** Input for this task follows **

//! A Kubernetes [device plugin](https://kubernetes.io/docs/concepts/extend-kubernetes/compute-storage-net/device-plugins/)
//! that advertises a fixed set of devices to kubelet.
//!
//! The plugin serves the `v1beta1` `DevicePlugin` gRPC service on a Unix socket. Kubelet calls
//! `ListAndWatch` to learn which devices exist and whether they are healthy, then `Allocate`
//! whenever a container asks for one of them.
//!
//! # Example
//! ```rust,no_run
//! use device_plugin::{config::Config, DevicePluginServer};
//!
//! #[tokio::main]
//! async fn main() -> anyhow::Result<()> {
//!     let server = DevicePluginServer::new(Config::default())?;
//!     let stopper = server.stopper();
//!     tokio::spawn(async move {
//!         tokio::signal::ctrl_c().await.ok();
//!         stopper.stop();
//!     });
//!     server.listen_and_serve().await?;
//!     Ok(())
//! }
//! ```

#![warn(missing_docs)]

pub mod config;
pub mod device;
pub mod error;
pub mod grpc_sock;
pub mod plugin;
pub mod registration;
pub mod server;
pub mod stopper;

pub use error::Error;
pub use server::DevicePluginServer;

/// Generated bindings for the Kubernetes device plugin API.
#[allow(missing_docs)]
pub mod device_plugin_api {
    pub mod v1beta1 {
        /// Version of the device plugin API this plugin speaks.
        pub const API_VERSION: &str = "v1beta1";
        tonic::include_proto!("v1beta1");
    }
}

** End of Input for this task **

> _Brief_
Set down exactly the lines of the data above, beginning with the line that has "pub mod stopper;" and ending with the line that has "pub mod v1beta1", and no others.

> _Answer to the problem_
pub mod stopper;

pub use error::Error;
pub use server::DevicePluginServer;

/// Generated bindings for the Kubernetes device plugin API.
#[allow(missing_docs)]
pub mod device_plugin_api {
    pub mod v1beta1 {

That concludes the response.